NGS is also emerging as critical in understanding cancer. By using NGS-driven targeted therapies and diagnostic tools, oncologists can advance the accuracy and sensitivity of treatments by making them personal. So why is NGS the future of personalized cancer care?
What is NGS?
DNA sequencing is not new. It has been around since the late 1970s. It refers to the ability to read the order of genes in DNA. NGS uses the amplicon technique to sequence genetic code, allowing for parallel identification of multiple small code fragments. It is technology able to increase the speed and reduce the cost of DNA sequencing.
Cancer and NGS
Cancer is still a bit of a mystery, but we do know that it develops due to DNA mutations that can accumulate. By using NGS, researchers are developing a better understanding of cancer genomes throughout the various types of the disease.
By understanding the mechanism behind cancer genesis, they can sequence cancer genomes for each patient. That means more targeted treatment options.
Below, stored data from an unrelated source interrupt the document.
use axum::{extract::State, http::StatusCode, Json};
use serde_json::{json, Value};

use crate::AppState;

pub async fn health_check() -> Json<Value> {
    Json(json!({
        "status": "ok",
        "service": "habitdeck-api",
        "version": env!("CARGO_PKG_VERSION"),
    }))
}

pub async fn readyz(State(state): State<AppState>) -> (StatusCode, Json<Value>) {
    let store_ok = state.store.list().await.is_ok();

    if store_ok {
        (
            StatusCode::OK,
            Json(json!({
                "status": "ready",
                "checks": { "store": "ok" },
            })),
        )
    } else {
        (
            StatusCode::SERVICE_UNAVAILABLE,
            Json(json!({
                "status": "not_ready",
                "checks": { "store": "failed" },
            })),
        )
    }
}
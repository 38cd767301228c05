use axum::{
    http::StatusCode,
    response::{IntoResponse, Response},
    Json,
};
use serde_json::json;

use crate::services::validate::ValidationError;
use crate::store::StoreError;

#[derive(Debug, thiserror::Error)]
pub enum AppError {
    #[error("Validation error: {0}")]
    Validation(String),

    #[error("Not found: {0}")]
    NotFound(String),

    #[error("Service unavailable: {0}")]
    Unavailable(String),

    #[error("Permission denied: {0}")]
    PermissionDenied(String),

    #[error("Internal error: {0}")]
    Internal(#[from] anyhow::Error),
}

impl From<ValidationError> for AppError {
    fn from(err: ValidationError) -> Self {
        AppError::Validation(err.to_string())
    }
}

impl From<StoreError> for AppError {
    fn from(err: StoreError) -> Self {
        match err {
            StoreError::NotFound(msg) => AppError::NotFound(msg),
            StoreError::PermissionDenied(msg) => AppError::PermissionDenied(msg),
            StoreError::Unavailable(msg) => AppError::Unavailable(msg),
        }
    }
}

impl IntoResponse for AppError {
    fn into_response(self) -> Response {
        let (status, message) = match &self {
            AppError::Validation(msg) => (StatusCode::UNPROCESSABLE_ENTITY, msg.clone()),
            AppError::NotFound(msg) => (StatusCode::NOT_FOUND, msg.clone()),
            AppError::Unavailable(e) => {
                tracing::warn!(error = %e, "Store unavailable");
                (StatusCode::SERVICE_UNAVAILABLE, self.to_string())
            }
            AppError::PermissionDenied(_) => (StatusCode::FORBIDDEN, self.to_string()),
            AppError::Internal(e) => {
                tracing::error!(error = %e, "Internal error");
                (
                    StatusCode::INTERNAL_SERVER_ERROR,
                    "Internal server error".into(),
                )
            }
        };

        let body = json!({
            "error": {
                "message": message,
                "code": status.as_u16(),
            }
        });

        (status, Json(body)).into_response()
    }
}

pub type AppResult<T> = Result<T, AppError>;
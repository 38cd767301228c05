use std::collections::HashMap;
use std::sync::Arc;

use tokio::sync::{broadcast, RwLock};
use uuid::Uuid;

use super::{HabitStore, Snapshot, StoreError, SNAPSHOT_CHANNEL_CAPACITY};
use crate::models::habit::{Habit, HabitUpdate, NewHabit};

/// In-memory store used by the test suite and local development. Delivers
/// the same snapshot-per-change feed as the hosted store.
#[derive(Clone)]
pub struct MemoryStore {
    habits: Arc<RwLock<HashMap<Uuid, Habit>>>,
    snapshot_tx: broadcast::Sender<Snapshot>,
}

impl MemoryStore {
    pub fn new() -> Self {
        let (snapshot_tx, _) = broadcast::channel(SNAPSHOT_CHANNEL_CAPACITY);
        Self {
            habits: Arc::new(RwLock::new(HashMap::new())),
            snapshot_tx,
        }
    }

    async fn snapshot(&self) -> Snapshot {
        let habits = self.habits.read().await;
        let mut all: Vec<Habit> = habits.values().cloned().collect();
        all.sort_by_key(|h| (h.created_at, h.id));
        all
    }

    async fn broadcast_snapshot(&self) {
        // No receivers is fine; subscribers come and go.
        let _ = self.snapshot_tx.send(self.snapshot().await);
    }
}

impl Default for MemoryStore {
    fn default() -> Self {
        Self::new()
    }
}

#[async_trait::async_trait]
impl HabitStore for MemoryStore {
    async fn list(&self) -> Result<Vec<Habit>, StoreError> {
        Ok(self.snapshot().await)
    }

    async fn create(&self, record: NewHabit) -> Result<Habit, StoreError> {
        let habit = Habit {
            id: Uuid::new_v4(),
            name: record.name,
            description: record.description,
            streak: record.streak,
            completed_today: record.completed_today,
            last_completed: record.last_completed,
            created_at: record.created_at,
        };
        self.habits.write().await.insert(habit.id, habit.clone());
        self.broadcast_snapshot().await;
        Ok(habit)
    }

    async fn update(&self, id: Uuid, update: HabitUpdate) -> Result<Habit, StoreError> {
        let updated = {
            let mut habits = self.habits.write().await;
            let habit = habits
                .get_mut(&id)
                .ok_or_else(|| StoreError::NotFound(format!("habit {} not found", id)))?;
            habit.streak = update.streak;
            habit.completed_today = update.completed_today;
            habit.last_completed = update.last_completed;
            habit.clone()
        };
        self.broadcast_snapshot().await;
        Ok(updated)
    }

    async fn delete(&self, id: Uuid) -> Result<(), StoreError> {
        {
            let mut habits = self.habits.write().await;
            if habits.remove(&id).is_none() {
                return Err(StoreError::NotFound(format!("habit {} not found", id)));
            }
        }
        self.broadcast_snapshot().await;
        Ok(())
    }

    fn subscribe(&self) -> broadcast::Receiver<Snapshot> {
        self.snapshot_tx.subscribe()
    }
}
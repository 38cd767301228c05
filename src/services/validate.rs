use chrono::{DateTime, Utc};

use crate::models::habit::NewHabit;

#[derive(Debug, thiserror::Error, PartialEq, Eq)]
pub enum ValidationError {
    #[error("Habit name is required")]
    EmptyName,
}

/// Trim raw create input and build the initial record. Derived state in the
/// raw request (streak, completion flags) is never accepted from the client;
/// a new habit always starts unstarted.
pub fn validate_and_normalize(
    name: &str,
    description: &str,
    now: DateTime<Utc>,
) -> Result<NewHabit, ValidationError> {
    let name = name.trim();
    if name.is_empty() {
        return Err(ValidationError::EmptyName);
    }

    Ok(NewHabit {
        name: name.to_string(),
        description: description.trim().to_string(),
        streak: 0,
        completed_today: false,
        last_completed: None,
        created_at: now,
    })
}
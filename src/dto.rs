//! Request/response DTOs for the HTTP surface.
//!
//! Conventions:
//! - `*Request`  → deserialized from client JSON body or query params
//! - `*Response` → serialized to client JSON
//! - Size bounds are expressed via `validator` derive macros; domain rules
//!   (trimming, empty-name rejection) live in `services::validate`

use serde::{Deserialize, Serialize};
use uuid::Uuid;
use validator::Validate;

/// POST /api/habits
#[derive(Debug, Deserialize, Validate)]
pub struct CreateHabitRequest {
    #[validate(length(max = 100, message = "Name must be at most 100 characters"))]
    pub name: String,

    #[serde(default)]
    #[validate(length(max = 1000, message = "Description must be at most 1000 characters"))]
    pub description: String,
}

/// PUT /api/habits/:id/complete
#[derive(Debug, Deserialize)]
pub struct ToggleRequest {
    /// Desired new value of `completed_today`.
    pub completed: bool,
}

/// Standard delete confirmation
#[derive(Debug, Serialize)]
pub struct DeleteResponse {
    pub deleted: bool,
    pub id: Uuid,
}
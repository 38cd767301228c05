use serde::Serialize;

use crate::models::habit::Habit;

/// Aggregates over a collection snapshot.
#[derive(Debug, Serialize, PartialEq, Eq)]
pub struct HabitStats {
    pub total_habits: i64,
    /// Raw sum of every streak value, not a count of active streaks.
    pub total_streaks: i64,
    pub completed_today: i64,
}

pub fn compute_stats(habits: &[Habit]) -> HabitStats {
    HabitStats {
        total_habits: habits.len() as i64,
        total_streaks: habits.iter().map(|h| h.streak as i64).sum(),
        completed_today: habits.iter().filter(|h| h.completed_today).count() as i64,
    }
}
The benefits of next-generation sequencing go beyond just cancer research. NGS is used to study diabetes, infectious diseases, and immunologic disorders.
NGS and Individualized Oncology
Cancer is unlike most kinds of diseases. It has a very personal path that relies on the mutations. Understanding those mutations will impact the diagnosis and management of the disease per patient. With whole-genome sequencing, scientists can also map the sequences and identify mutations on a local and regional scale.
NGS allows for the detection of novel and unusual somatic mutations in a variety of cancers, including:
- Renal cell carcinoma
- Small-cell lung
- Acute myelogenous leukemia
- Chronic lymphocytic leukemia
Whole-genome sequencing using NGS technology allows researchers to identify even the rarest forms of cancer. They can also use this science to create therapeutic targets.
Detecting Hereditary Forms of Cancer
Certain cancers, such as breast and ovarian, tend to run in families. Around 10 percent of cancers pass from generation to generation. Current genetic testing techniques such as Sanger can identify mutations, but it’s costly and time-consuming. It is effective only for more common forms of the disease, too
Next-generation sequencing can advance the testing by pinpointing rare cancers, as well. Since it allows for testing multiple genes at one time, it offers an improved variation detection rate. That is not seen in current testing methodologies, which often miss some variations.
In one study, researchers tested families at risk for breast cancer and were able to find 52 previously undetected mutations. NGS also reduces the cost of testing and turn-around time.
With NGS, they can take that information and create a personalized cancer treatment. The process has been used successfully for the treatment of prostate cancer. NGS will enable oncologists to help more patients with targeted cancer treatments.